There are some very interesting principles being put into play there.


----------



## arnisador (Jan 14, 2009)

Looks like trying to wrestle jello...yet I also feel that if _I _were driving that knife at him, full-power and with intention, that I wonder how some of those techniques would work. (Certainly I have no magic solutions for such a situation.) So, intriguing, _but_...


----------



## jarrod (Jan 15, 2009)

i don't mean to bring this up again since we did it on another thread, but am i the only one skeptical of vladimir's stuff?

jf


----------



## chav buster (Jan 15, 2009)

jarrod said:


> i don't mean to bring this up again since we did it on another thread, but am i the only one skeptical of vladimir's stuff?
> 
> jf


 no


----------



## erich (Jan 15, 2009)

your skepticism is healthy.  it has to be felt to be believed.  but when watching this type of thing keep in mind that he is not showing live aggressive attack met by indoctrinated technique. Instead this is a form of constrained play to introduce the body to possibilities of movement and ways of addressing a situation... 

and that is a mouthful.

another way of thinking of what you see here...
what would you do if were under knife attack and found yourself on the ground?  Is that covered by your curriculum?  It is good to play/practice at these different scenarios.


----------



## D Dempsey (Jan 15, 2009)

jarrod said:


> i don't mean to bring this up again since we did it on another thread, but am i the only one skeptical of vladimir's stuff?
> 
> jf



No your not.  I went to a seminar with Vlad and I'm still not convinced, but Vlad is a pretty approachable guy and willing answers everyone's questions.  

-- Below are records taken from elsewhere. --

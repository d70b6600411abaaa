// Async front door that serializes every mutation
// One lock around the engine gives all callers a single total order, so two
// racing acceptances of the same offer resolve to one winner.
use std::sync::Arc;

use tokio::sync::{broadcast, Mutex};

use super::engine::SwapEngine;
use super::offer::{Offer, OfferTerms};
use crate::common::SwapEvent;
#[cfg(any(test, feature = "test-helpers"))]
use crate::crypto::{Egct, Pct};
use crate::ledger::{EncryptedAllowance, EncryptedBalance, PublicCredit};
use crate::primitives::{Address, Amount, AssetId, OfferId, Result};
use crate::zkp::{
    CancelAllowanceInputs, CircuitProof, ConfidentialApproveInputs, ConfidentialTransferFromInputs,
    OfferAcceptanceInputs, OfferFinalizationInputs, PublicApproveInputs,
};

#[derive(Clone)]
pub struct SwapService {
    engine: Arc<Mutex<SwapEngine>>,
}

impl SwapService {
    pub fn new(engine: SwapEngine) -> Self {
        Self {
            engine: Arc::new(Mutex::new(engine)),
        }
    }

    pub async fn subscribe(&self) -> broadcast::Receiver<SwapEvent> {
        self.engine.lock().await.ledger().events().subscribe()
    }

    pub async fn events(&self) -> Vec<SwapEvent> {
        self.engine.lock().await.ledger().events().history()
    }

    // Offers

    pub async fn initiate_offer(&self, caller: Address, terms: OfferTerms) -> Result<OfferId> {
        self.engine.lock().await.initiate_offer(&caller, terms)
    }

    pub async fn accept_offer(
        &self,
        caller: Address,
        id: OfferId,
        approval: Vec<u8>,
        proof: CircuitProof<OfferAcceptanceInputs>,
    ) -> Result<()> {
        self.engine.lock().await.accept_offer(&caller, id, approval, &proof)
    }

    pub async fn finalize_swap(
        &self,
        caller: Address,
        id: OfferId,
        instructions: Vec<u8>,
        proof: CircuitProof<OfferFinalizationInputs>,
    ) -> Result<()> {
        self.engine
            .lock()
            .await
            .finalize_swap(&caller, id, &instructions, &proof)
    }

    pub async fn cancel_offer(&self, caller: Address, id: OfferId) -> Result<()> {
        self.engine.lock().await.cancel_offer(&caller, id)
    }

    pub async fn get_offer(&self, id: OfferId) -> Result<Offer> {
        self.engine.lock().await.get_offer(id)
    }

    pub async fn next_offer_id(&self) -> Result<OfferId> {
        self.engine.lock().await.next_offer_id()
    }

    // Allowances

    pub async fn approve_confidential(
        &self,
        caller: Address,
        spender: Address,
        asset: AssetId,
        proof: CircuitProof<ConfidentialApproveInputs>,
    ) -> Result<()> {
        self.engine
            .lock()
            .await
            .ledger_mut()
            .approve_confidential(&caller, &caller, &spender, &asset, &proof)
    }

    pub async fn approve_public(
        &self,
        caller: Address,
        spender: Address,
        asset: AssetId,
        amount: Amount,
        proof: CircuitProof<PublicApproveInputs>,
    ) -> Result<()> {
        self.engine
            .lock()
            .await
            .ledger_mut()
            .approve_public(&caller, &caller, &spender, &asset, amount, &proof)
    }

    pub async fn spend_confidential(
        &self,
        caller: Address,
        owner: Address,
        receiver: Address,
        asset: AssetId,
        proof: CircuitProof<ConfidentialTransferFromInputs>,
    ) -> Result<()> {
        self.engine
            .lock()
            .await
            .ledger_mut()
            .spend_confidential(&caller, &owner, &caller, &receiver, &asset, &proof)
    }

    pub async fn spend_public(
        &self,
        caller: Address,
        owner: Address,
        receiver: Address,
        asset: AssetId,
        amount: Amount,
        credit: PublicCredit,
    ) -> Result<()> {
        self.engine
            .lock()
            .await
            .ledger_mut()
            .spend_public(&caller, &owner, &receiver, &asset, amount, &credit)
    }

    pub async fn cancel_allowance(
        &self,
        caller: Address,
        spender: Address,
        asset: AssetId,
        proof: CircuitProof<CancelAllowanceInputs>,
    ) -> Result<()> {
        self.engine
            .lock()
            .await
            .ledger_mut()
            .cancel(&caller, &caller, &spender, &asset, &proof)
    }

    pub async fn get_allowance(&self, owner: Address, spender: Address, asset: AssetId) -> Result<EncryptedAllowance> {
        self.engine.lock().await.ledger().get_allowance(&owner, &spender, &asset)
    }

    // Balances

    pub async fn read_balance(&self, account: Address, asset: AssetId) -> Result<EncryptedBalance> {
        self.engine.lock().await.ledger().read(&account, &asset)
    }

    /// Funding hook for tests. Crediting is internal to the ledger and has
    /// no caller-facing entry point in production builds.
    #[cfg(any(test, feature = "test-helpers"))]
    pub async fn credit(&self, account: Address, asset: AssetId, amount: Egct, pct: Pct) -> Result<()> {
        self.engine
            .lock()
            .await
            .ledger_mut()
            .credit(&account, &asset, &amount, pct)
    }
}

His material really reminded me of what I learned in a R.O.S.S. study group.


----------



## Nolerama (Jan 15, 2009)

I don't think a ground fight will have someone posture up like that with the knife. For example, a crazy crackhead won't waste time posturing up (if he had any controlling top position). But would maintain that position, and stab furiously at the body... But that's just me daydreaming.

I do like the concept of rolling on the flat part of the blade... I do question the percentage of that happening.

Lots of questions.


----------



## D Dempsey (Jan 15, 2009)

I highly doubt that demo was intended to be a realistic application of knife fighting on the ground.  If anything it was probably a flow drill that Vlad was demonstrating.


----------



## Nolerama (Jan 15, 2009)

that's what i'm saying. i'd like to see him in a realistic situation


----------



## arnisador (Jan 15, 2009)

jarrod said:


> i don't mean to bring this up again since we did it on another thread, but am i the only one skeptical of vladimir's stuff?



No. I need to feel it for myself! Fascinating, anyways.


----------